Anyway, here are the 8 life lessons I found when Love shared with me the contents of his bag (which he did not have with him at the time, so it might very well be from the Spartina 449 Heyward Golf Bag collection in chartreuse.
1. Always recognize your own greatness: Love, who has won more than 20 PGA Tour championships, including five Heritages, carries nine balls with him. Precisely nine. I just asked a non-professional formerly decent golfer how many balls he typically carries with him. It’s eight ... just kidding, it’s two dozen.
2. Don’t be the guy who doesn’t check the weather: This might shock you, but if rain is in the forecast Love makes sure he has rain gear with him and a bag cover. He doesn’t pretend he didn’t know rain could happen on HIS day to golf nor does he bark at his caddy to check the next garbage can to see if the liner is “wearable.” I know that sounded like an awfully specific example, but I really did make that up. I apologize if it sounded like I was talking about you. I really wasn’t. But I get the insecurity (you golfed in a garbage bag from the trash?).

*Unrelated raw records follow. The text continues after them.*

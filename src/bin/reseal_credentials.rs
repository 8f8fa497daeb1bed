//! Re-seals stored credentials under a rotated encryption key.
//!
//! Opens every credential with the previous key (`--old-key`) and seals it
//! again with the key currently configured via `AUTOMATIONS_CRYPTO_KEY`.
//! Rows already sealed under the current key are left untouched, so the tool
//! is safe to re-run after a partial rotation.

use anyhow::{Context, Result, anyhow};
use base64::{Engine as _, engine::general_purpose};
use chrono::Utc;
use clap::Parser;
use sea_orm::{ActiveModelTrait, EntityTrait, Set};

use automations::{
    config::ConfigLoader,
    crypto::{CryptoKey, SealedToken, credential_aad},
    db,
    models::credential,
};

#[derive(Parser)]
#[command(
    name = "reseal_credentials",
    about = "Re-seal stored credentials after rotating the crypto key"
)]
struct Args {
    /// Base64-encoded 32-byte key the credentials are currently sealed under
    #[arg(long)]
    old_key: String,

    /// Report what would change without writing anything
    #[arg(long, default_value_t = false)]
    dry_run: bool,
}

#[tokio::main]
async fn main() -> Result<()> {
    let args = Args::parse();

    let config = ConfigLoader::new().load().context("loading configuration")?;
    let new_key_bytes = config
        .crypto_key
        .clone()
        .context("crypto key not present in configuration")?;
    let new_key = CryptoKey::new(new_key_bytes).context("initializing current crypto key")?;

    let old_key_bytes = general_purpose::STANDARD
        .decode(&args.old_key)
        .context("--old-key is not valid base64")?;
    let old_key = CryptoKey::new(old_key_bytes).context("initializing previous crypto key")?;

    let db = db::init_pool(&config)
        .await
        .context("initializing database connection pool")?;

    let credentials = credential::Entity::find()
        .all(&db)
        .await
        .context("querying credentials")?;

    let mut resealed = 0usize;
    let mut skipped = 0usize;

    for cred in credentials {
        let credential_id = cred.id;
        let aad = credential_aad(cred.creator_id, &cred.platform);

        // Already sealed under the current key; nothing to do for this row
        let current = SealedToken::from_bytes(cred.access_token_ciphertext.clone())
            .with_context(|| format!("credential {} has malformed ciphertext", credential_id))?;
        if current.open(&new_key, aad.as_bytes()).is_ok() {
            skipped += 1;
            continue;
        }

        let access_plain = current.open(&old_key, aad.as_bytes()).map_err(|err| {
            anyhow!(
                "failed to open access token for {} with the previous key: {}",
                credential_id,
                err
            )
        })?;
        let new_access = SealedToken::seal(&new_key, aad.as_bytes(), &access_plain)
            .map_err(|err| anyhow!("failed to re-seal access token for {}: {}", credential_id, err))?
            .into_bytes();

        let new_refresh = cred
            .refresh_token_ciphertext
            .clone()
            .map(|bytes| -> Result<Vec<u8>> {
                let plain = SealedToken::from_bytes(bytes)
                    .and_then(|sealed| sealed.open(&old_key, aad.as_bytes()))
                    .map_err(|err| {
                        anyhow!(
                            "failed to open refresh token for {} with the previous key: {}",
                            credential_id,
                            err
                        )
                    })?;
                let sealed = SealedToken::seal(&new_key, aad.as_bytes(), &plain).map_err(|err| {
                    anyhow!(
                        "failed to re-seal refresh token for {}: {}",
                        credential_id,
                        err
                    )
                })?;
                Ok(sealed.into_bytes())
            })
            .transpose()?;

        if args.dry_run {
            resealed += 1;
            continue;
        }

        let mut active: credential::ActiveModel = cred.into();
        active.access_token_ciphertext = Set(new_access);
        if let Some(cipher) = new_refresh {
            active.refresh_token_ciphertext = Set(Some(cipher));
        }
        active.updated_at = Set(Utc::now().fixed_offset());

        active
            .update(&db)
            .await
            .with_context(|| format!("updating credential {}", credential_id))?;
        resealed += 1;
    }

    if args.dry_run {
        println!(
            "Dry run: {} credential(s) would be re-sealed, {} already current.",
            resealed, skipped
        );
    } else {
        println!(
            "Re-sealed {} credential(s) under the current key, {} already current.",
            resealed, skipped
        );
    }

    Ok(())
}
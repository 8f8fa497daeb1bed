//! Tracing and logging setup, plus the request-scoped trace context that
//! stamps correlation ids onto log lines and problem+json error responses.

use std::any::type_name_of_val;
use std::future::Future;
use std::sync::atomic::{AtomicBool, Ordering};

use log::LevelFilter;
use thiserror::Error;
use tokio::task_local;
use tracing_log::LogTracer;
use tracing_subscriber::{
    EnvFilter, fmt,
    layer::{Layer, SubscriberExt},
    registry,
    util::{SubscriberInitExt, TryInitError},
};

use crate::config::AppConfig;

/// Correlation metadata carried through one webhook or operator request.
#[derive(Debug, Clone)]
pub struct TraceContext {
    pub trace_id: String,
}

impl TraceContext {
    /// Fresh context for an incoming request.
    pub fn for_request() -> Self {
        Self {
            trace_id: format!("req-{}", &uuid::Uuid::new_v4().to_string()[..8]),
        }
    }
}

task_local! {
    static CURRENT_REQUEST: TraceContext;
}

/// Run `future` with `context` installed as the task's trace context.
pub async fn with_trace_context<Fut, R>(context: TraceContext, future: Fut) -> R
where
    Fut: Future<Output = R>,
{
    CURRENT_REQUEST.scope(context, future).await
}

/// Trace id of the running request task, if inside one.
pub fn current_trace_id() -> Option<String> {
    CURRENT_REQUEST.try_with(|ctx| ctx.trace_id.clone()).ok()
}

/// Errors that can occur while initializing global telemetry.
#[derive(Debug, Error)]
pub enum TelemetryInitError {
    #[error("failed to install log tracer bridge: {0}")]
    LogTracer(#[from] log::SetLoggerError),
    #[error("failed to install tracing subscriber: {0}")]
    Subscriber(#[from] TryInitError),
}

static INIT_DONE: AtomicBool = AtomicBool::new(false);

/// Initialize global tracing exactly once, bridging legacy `log::` macros
/// into the tracing pipeline. Safe to call repeatedly; later calls are
/// no-ops so embedded uses (tests, the reseal tool) cannot double-install.
pub fn init_tracing(config: &AppConfig) -> Result<(), TelemetryInitError> {
    if INIT_DONE
        .compare_exchange(false, true, Ordering::SeqCst, Ordering::SeqCst)
        .is_err()
    {
        return Ok(());
    }

    install_log_bridge();

    let env_filter =
        EnvFilter::try_from_default_env().unwrap_or_else(|_| EnvFilter::new(&config.log_level));

    if let Err(err) = registry()
        .with(env_filter)
        .with(fmt_layer(config))
        .try_init()
    {
        INIT_DONE.store(false, Ordering::SeqCst);
        eprintln!(
            "Warning: failed to set global tracing subscriber: {}. Default subscriber remains in effect.",
            err
        );
    }

    Ok(())
}

fn fmt_layer<S>(config: &AppConfig) -> Box<dyn Layer<S> + Send + Sync>
where
    S: tracing::Subscriber + for<'a> tracing_subscriber::registry::LookupSpan<'a>,
{
    match config.log_format.as_str() {
        "pretty" => fmt::layer().pretty().boxed(),
        _ => fmt::layer().json().boxed(),
    }
}

fn install_log_bridge() {
    if let Err(err) = LogTracer::builder()
        .with_max_level(LevelFilter::Trace)
        .init()
    {
        // An already-registered LogTracer (tests, embedding binaries) counts
        // as success; anything else loses legacy log output
        let logger_type = type_name_of_val(log::logger());
        if !logger_type.contains("LogTracer") {
            eprintln!(
                "Warning: failed to install log tracer bridge: {}. Legacy `log::` macros will not emit structured tracing events.",
                err
            );
        }
    }
}
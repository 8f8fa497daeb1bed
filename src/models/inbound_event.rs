//! Inbound event entity model
//!
//! This module contains the SeaORM entity model for the inbound_events table,
//! the dedup log of platform-issued webhook deliveries. A row is immutable
//! once its status leaves `pending`.

use super::creator::Entity as Creator;
use sea_orm::ActiveModelBehavior;
use sea_orm::entity::prelude::*;
use sea_orm::prelude::DateTimeWithTimeZone;
use serde_json::Value as JsonValue;
use uuid::Uuid;

/// Inbound event record for deduplication and auditing
#[derive(Clone, Debug, PartialEq, Eq, DeriveEntityModel)]
#[sea_orm(table_name = "inbound_events")]
pub struct Model {
    /// Unique identifier for the record (primary key)
    #[sea_orm(primary_key, auto_increment = false)]
    pub id: Uuid,

    /// Creator the webhook was addressed to
    pub creator_id: Uuid,

    /// Platform-issued event identifier (globally unique)
    pub platform_event_id: String,

    /// Hash of the normalized payload, for redeliveries under a new id
    pub content_hash: String,

    /// Platform the event arrived from (instagram|whatsapp)
    pub platform: String,

    /// Processing status (pending|processed|failed|skipped)
    pub status: String,

    /// Raw webhook payload as received
    #[sea_orm(column_type = "JsonBinary")]
    pub payload: Option<JsonValue>,

    /// Timestamp when the event was first seen
    pub received_at: DateTimeWithTimeZone,

    /// Timestamp when processing finished
    pub processed_at: Option<DateTimeWithTimeZone>,
}

#[derive(Copy, Clone, Debug, EnumIter, DeriveRelation)]
pub enum Relation {
    #[sea_orm(
        belongs_to = "Creator",
        from = "Column::CreatorId",
        to = "super::creator::Column::Id"
    )]
    Creator,
}

impl Related<Creator> for Entity {
    fn to() -> RelationDef {
        Relation::Creator.def()
    }
}

impl ActiveModelBehavior for ActiveModel {}
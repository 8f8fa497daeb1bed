//! Database connection and pool management for the automations service.
//!
//! Initializes a SeaORM connection pool with retry and exponential backoff,
//! plus a simple liveness check used by the health endpoint.

use anyhow::{Context, Result};
use sea_orm::{ConnectOptions, ConnectionTrait, Database, DatabaseConnection};
use std::time::Duration;
use tokio::time::sleep;

use crate::config::AppConfig;

/// Errors that can occur during database operations.
#[derive(Debug, thiserror::Error)]
pub enum DatabaseError {
    #[error("failed to connect to database: {source}")]
    ConnectionFailed {
        #[from]
        source: sea_orm::DbErr,
    },
    #[error("database connection timeout after {timeout_ms}ms")]
    ConnectionTimeout { timeout_ms: u64 },
    #[error("invalid database configuration: {message}")]
    InvalidConfiguration { message: String },
}

/// Initializes a database connection pool with the given configuration.
///
/// Transient connect failures are retried with exponential backoff before
/// the error is surfaced.
pub async fn init_pool(cfg: &AppConfig) -> Result<DatabaseConnection> {
    if cfg.database_url.is_empty() {
        return Err(DatabaseError::InvalidConfiguration {
            message: "database URL cannot be empty".to_string(),
        }
        .into());
    }

    let mut opt = ConnectOptions::new(&cfg.database_url);
    opt.max_connections(cfg.db_max_connections)
        .acquire_timeout(Duration::from_millis(cfg.db_acquire_timeout_ms))
        .idle_timeout(Duration::from_secs(600))
        .max_lifetime(Duration::from_secs(1800))
        .sqlx_logging(true)
        .sqlx_logging_level(log::LevelFilter::Debug);

    let max_retries = 5;
    let mut retry_delay = Duration::from_millis(100);

    for attempt in 1..=max_retries {
        match Database::connect(opt.clone()).await {
            Ok(conn) => {
                log::info!("Successfully connected to database (attempt {})", attempt);
                return Ok(conn);
            }
            Err(e) => {
                if attempt == max_retries {
                    log::error!(
                        "Failed to connect to database after {} attempts: {}",
                        max_retries,
                        e
                    );
                    return Err(DatabaseError::ConnectionFailed { source: e }.into());
                }

                log::warn!(
                    "Database connection attempt {} failed: {}, retrying in {:?}",
                    attempt,
                    e,
                    retry_delay
                );

                sleep(retry_delay).await;
                retry_delay *= 2;
            }
        }
    }

    Err(DatabaseError::ConnectionTimeout {
        timeout_ms: cfg.db_acquire_timeout_ms,
    }
    .into())
}

/// Health check for the database connection.
pub async fn health_check(db: &DatabaseConnection) -> Result<()> {
    use sea_orm::Statement;

    let stmt = Statement::from_string(db.get_database_backend(), "SELECT 1".to_string());

    db.query_one(stmt)
        .await
        .context("Database health check failed")?;

    Ok(())
}
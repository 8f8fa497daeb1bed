//! Migration to create the delivery_log table.
//!
//! Append-only record of every attempted delivery. The cooldown check reads
//! success rows per (rule, recipient); analytics reads everything else.

use sea_orm_migration::prelude::*;

#[derive(DeriveMigrationName)]
pub struct Migration;

#[async_trait::async_trait]
impl MigrationTrait for Migration {
    async fn up(&self, manager: &SchemaManager) -> Result<(), DbErr> {
        manager
            .create_table(
                Table::create()
                    .table(DeliveryLog::Table)
                    .if_not_exists()
                    .col(
                        ColumnDef::new(DeliveryLog::Id)
                            .uuid()
                            .not_null()
                            .primary_key(),
                    )
                    .col(ColumnDef::new(DeliveryLog::CreatorId).uuid().not_null())
                    .col(ColumnDef::new(DeliveryLog::RuleId).uuid().null())
                    .col(ColumnDef::new(DeliveryLog::RecipientId).text().not_null())
                    .col(ColumnDef::new(DeliveryLog::Platform).text().not_null())
                    .col(ColumnDef::new(DeliveryLog::TriggerType).text().not_null())
                    .col(ColumnDef::new(DeliveryLog::MatchedKeyword).text().null())
                    .col(ColumnDef::new(DeliveryLog::MessagePreview).text().not_null())
                    .col(ColumnDef::new(DeliveryLog::Outcome).text().not_null())
                    .col(ColumnDef::new(DeliveryLog::FailureReason).text().null())
                    .col(
                        ColumnDef::new(DeliveryLog::CreatedAt)
                            .timestamp_with_time_zone()
                            .not_null()
                            .default(Expr::current_timestamp()),
                    )
                    .foreign_key(
                        ForeignKey::create()
                            .name("fk_delivery_log_creator_id")
                            .from(DeliveryLog::Table, DeliveryLog::CreatorId)
                            .to(Creators::Table, Creators::Id)
                            .on_delete(ForeignKeyAction::Cascade),
                    )
                    .to_owned(),
            )
            .await?;

        // Cooldown lookup: latest success per (rule, recipient)
        manager
            .create_index(
                Index::create()
                    .name("idx_delivery_log_rule_recipient_outcome_created")
                    .table(DeliveryLog::Table)
                    .col(DeliveryLog::RuleId)
                    .col(DeliveryLog::RecipientId)
                    .col(DeliveryLog::Outcome)
                    .col(DeliveryLog::CreatedAt)
                    .to_owned(),
            )
            .await?;

        // Daily-cap lookup and retention purge
        manager
            .create_index(
                Index::create()
                    .name("idx_delivery_log_creator_created")
                    .table(DeliveryLog::Table)
                    .col(DeliveryLog::CreatorId)
                    .col(DeliveryLog::CreatedAt)
                    .to_owned(),
            )
            .await?;

        Ok(())
    }

    async fn down(&self, manager: &SchemaManager) -> Result<(), DbErr> {
        manager
            .drop_index(
                Index::drop()
                    .name("idx_delivery_log_rule_recipient_outcome_created")
                    .to_owned(),
            )
            .await?;

        manager
            .drop_index(
                Index::drop()
                    .name("idx_delivery_log_creator_created")
                    .to_owned(),
            )
            .await?;

        manager
            .drop_table(Table::drop().table(DeliveryLog::Table).to_owned())
            .await
    }
}

#[derive(DeriveIden)]
enum DeliveryLog {
    Table,
    Id,
    CreatorId,
    RuleId,
    RecipientId,
    Platform,
    TriggerType,
    MatchedKeyword,
    MessagePreview,
    Outcome,
    FailureReason,
    CreatedAt,
}

#[derive(DeriveIden)]
enum Creators {
    Table,
    Id,
}
//! Rule matching.
//!
//! Selects at most one rule for an inbound event: filter by active flag,
//! platform, and trigger, apply keyword semantics, then pick the highest
//! priority. Ties break to the oldest rule so edits keep the outcome stable.

use std::str::FromStr;

use crate::models::rule::Model as RuleModel;
use crate::normalization::{InboundEvent, Platform, TriggerKind};

/// Outcome of rule selection: the winning rule and the keyword that fired it.
#[derive(Debug, Clone, PartialEq)]
pub struct RuleMatch<'a> {
    pub rule: &'a RuleModel,
    pub keyword: Option<String>,
}

/// Select the rule that fires for `event`, if any.
///
/// Rules whose stored platform or trigger no longer parses are skipped with a
/// warning rather than failing the whole event.
pub fn select_rule<'a>(event: &InboundEvent, rules: &'a [RuleModel]) -> Option<RuleMatch<'a>> {
    let mut best: Option<RuleMatch<'a>> = None;

    for rule in rules {
        if !rule.is_active {
            continue;
        }

        let platform = match Platform::from_str(&rule.platform) {
            Ok(platform) => platform,
            Err(err) => {
                tracing::warn!(rule_id = %rule.id, error = %err, "Rule has unrecognized platform");
                continue;
            }
        };
        let trigger = match TriggerKind::from_str(&rule.trigger_type) {
            Ok(trigger) => trigger,
            Err(err) => {
                tracing::warn!(rule_id = %rule.id, error = %err, "Rule has unrecognized trigger");
                continue;
            }
        };

        if platform != event.platform || trigger != event.trigger {
            continue;
        }

        let keyword = if trigger.is_keyword_based() {
            match matching_keyword(rule, &event.text) {
                Some(keyword) => Some(keyword),
                None => continue,
            }
        } else {
            None
        };

        let candidate = RuleMatch { rule, keyword };
        best = Some(match best {
            None => candidate,
            Some(current) => {
                if candidate.rule.priority > current.rule.priority
                    || (candidate.rule.priority == current.rule.priority
                        && candidate.rule.created_at < current.rule.created_at)
                {
                    candidate
                } else {
                    current
                }
            }
        });
    }

    best
}

/// First keyword in the rule's ordered list that matches the event text.
fn matching_keyword(rule: &RuleModel, text: &str) -> Option<String> {
    let haystack = text.to_lowercase();
    let exact = rule.keyword_match == "exact";

    rule.keywords
        .as_array()
        .into_iter()
        .flatten()
        .filter_map(|keyword| keyword.as_str())
        .find(|keyword| {
            let needle = keyword.to_lowercase();
            if needle.is_empty() {
                return false;
            }
            if exact {
                haystack.trim() == needle
            } else {
                haystack.contains(&needle)
            }
        })
        .map(str::to_string)
}

/// Resolve the reply template with data available at match time.
pub fn resolve_reply(template: &str, sender_username: Option<&str>) -> String {
    template.replace("{{username}}", sender_username.unwrap_or("there"))
}

#[cfg(test)]
mod tests {
    use super::*;
    use chrono::{Duration, Utc};
    use serde_json::json;
    use uuid::Uuid;

    fn keyword_rule(keywords: &[&str], priority: i32, created_minutes_ago: i64) -> RuleModel {
        let created = (Utc::now() - Duration::minutes(created_minutes_ago)).fixed_offset();
        RuleModel {
            id: Uuid::new_v4(),
            creator_id: Uuid::new_v4(),
            platform: "instagram".to_string(),
            trigger_type: "keyword_comment".to_string(),
            keywords: json!(keywords),
            keyword_match: "contains".to_string(),
            reply_text: "DM sent!".to_string(),
            reply_attachment_id: None,
            requires_follow: false,
            cooldown_hours: 24,
            is_active: true,
            priority,
            total_sent: 0,
            total_failed: 0,
            created_at: created,
            updated_at: created,
        }
    }

    fn comment_event(text: &str) -> InboundEvent {
        InboundEvent {
            platform: Platform::Instagram,
            trigger: TriggerKind::KeywordComment,
            platform_event_id: "c-1".to_string(),
            sender_id: "u-1".to_string(),
            sender_username: Some("jane".to_string()),
            text: text.to_string(),
            post_id: Some("m-1".to_string()),
            comment_id: Some("c-1".to_string()),
            received_at: Utc::now(),
        }
    }

    #[test]
    fn matches_keyword_case_insensitively() {
        let rules = vec![keyword_rule(&["price"], 0, 0)];
        let event = comment_event("What's the PRICE of this?");

        let matched = select_rule(&event, &rules).expect("rule matches");
        assert_eq!(matched.keyword.as_deref(), Some("price"));
    }

    #[test]
    fn exact_mode_requires_whole_text() {
        let mut rule = keyword_rule(&["price"], 0, 0);
        rule.keyword_match = "exact".to_string();
        let rules = vec![rule];

        assert!(select_rule(&comment_event("price please"), &rules).is_none());
        assert!(select_rule(&comment_event("  Price "), &rules).is_some());
    }

    #[test]
    fn no_match_returns_none() {
        let rules = vec![keyword_rule(&["price"], 0, 0)];
        assert!(select_rule(&comment_event("beautiful shot!"), &rules).is_none());
    }

    #[test]
    fn higher_priority_wins() {
        let low = keyword_rule(&["price"], 1, 0);
        let high = keyword_rule(&["price"], 5, 0);
        let high_id = high.id;
        let rules = vec![low, high];

        let matched = select_rule(&comment_event("price?"), &rules).expect("rule matches");
        assert_eq!(matched.rule.id, high_id);
    }

    #[test]
    fn priority_tie_breaks_to_oldest() {
        let newer = keyword_rule(&["price"], 5, 1);
        let older = keyword_rule(&["price"], 5, 60);
        let older_id = older.id;
        let rules = vec![newer, older];

        let matched = select_rule(&comment_event("price?"), &rules).expect("rule matches");
        assert_eq!(matched.rule.id, older_id);
    }

    #[test]
    fn inactive_rules_never_fire() {
        let mut rule = keyword_rule(&["price"], 100, 0);
        rule.is_active = false;
        let active = keyword_rule(&["price"], 1, 0);
        let active_id = active.id;
        let rules = vec![rule, active];

        let matched = select_rule(&comment_event("price?"), &rules).expect("rule matches");
        assert_eq!(matched.rule.id, active_id);
    }

    #[test]
    fn platform_and_trigger_must_both_match() {
        let mut dm_rule = keyword_rule(&["price"], 0, 0);
        dm_rule.trigger_type = "keyword_dm".to_string();
        let mut whatsapp_rule = keyword_rule(&["price"], 0, 0);
        whatsapp_rule.platform = "whatsapp".to_string();
        let rules = vec![dm_rule, whatsapp_rule];

        assert!(select_rule(&comment_event("price?"), &rules).is_none());
    }

    #[test]
    fn unrecognized_rule_strings_are_skipped() {
        let mut rule = keyword_rule(&["price"], 0, 0);
        rule.trigger_type = "reaction".to_string();
        let rules = vec![rule];

        assert!(select_rule(&comment_event("price?"), &rules).is_none());
    }

    #[test]
    fn follower_rules_match_without_keywords() {
        let mut rule = keyword_rule(&[], 0, 0);
        rule.trigger_type = "new_follower".to_string();
        let rules = vec![rule];

        let event = InboundEvent {
            trigger: TriggerKind::NewFollower,
            text: String::new(),
            ..comment_event("")
        };

        let matched = select_rule(&event, &rules).expect("rule matches");
        assert_eq!(matched.keyword, None);
    }

    #[test]
    fn resolve_reply_substitutes_username() {
        assert_eq!(
            resolve_reply("Hi {{username}}, link is out!", Some("jane")),
            "Hi jane, link is out!"
        );
        assert_eq!(
            resolve_reply("Hi {{username}}!", None),
            "Hi there!"
        );
    }
}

3. Always have a backup to your backup’s backup and then back that up: Love carries three to four extra gloves with him and keeps them in Ziploc bags so they’ll be dry and fresh should he need them. This is in addition to the two he’s using during the round. He also has lots of tees, extra pencils and some Scotty Cameron ball markers. (I should pretend I asked him the specific brand of his ball markers, but he just offered that up and I wrote it down and then I had to Google it.)
4. The best men don’t whine about what ails them, they find the cure: Love keeps some Advil, Band-Aids and all your general first-aid kit accoutrement. (Note: He did not say “accoutrement” nor did he pronounce it with a dramatic French accent and then switch to a down-home country accent just so he could hear himself say “acootermints” out loud. That was me.)
5. Sometimes when boys become men they carry the same random stuff with them: Like string and safety pins. Love has both in his bag, because you just never know when you’ll need those things ...
6. Smart men know that Beaufort County has one of the highest skin cancer rates for men in South Carolina: And if they didn’t know that already, they’re prepared anyway. Love carries a big bottle of 100 SPF from Neutrogena with him at all times. And he wears it. “I just bought a new bottle,” he said. “I’ve always been adamant about (sunscreen).” His father had skin cancer on his lip. Remember that when you pretend to forget to put your sunscreen on because you couldn’t be bothered. One. Of. The. Highest. Skin. Cancer. Rates. For. Men.
7. Sometimes habits and superstitions are the same thing: In the late 1980s, at the Buick Open in Flint, Mich., sports reporter Bob Drum asked Love if he was superstitious. “No, sir. I’m not,” Love said. Drum, according to Love, was kind of a gruff person and, when he heard that answer, he grumbled and walked away. Love didn’t consider himself superstitious but then realized something. He went and found Drum, “I carry 1964 dimes and pennies in my bag. Is that what you mean?” Drum, now exasperated and most likely also thrilled because he had his story, called out to his crew, “Bring the cameras over here!” and Love told him about his coins. Early on in his long career, Love started carrying around coins with him that had the year 1964 on them. He liked them because he was born in 1964 and because 64 is a really good golf score. “People give them to me now,” he said.
8. Always be honest: I asked Love if there was anything in his bag that he wouldn’t want anyone to know about. He couldn’t think of anything. Anything that would surprise people? He thought for a second. “Every once in a while there’s a Red Bull in there.”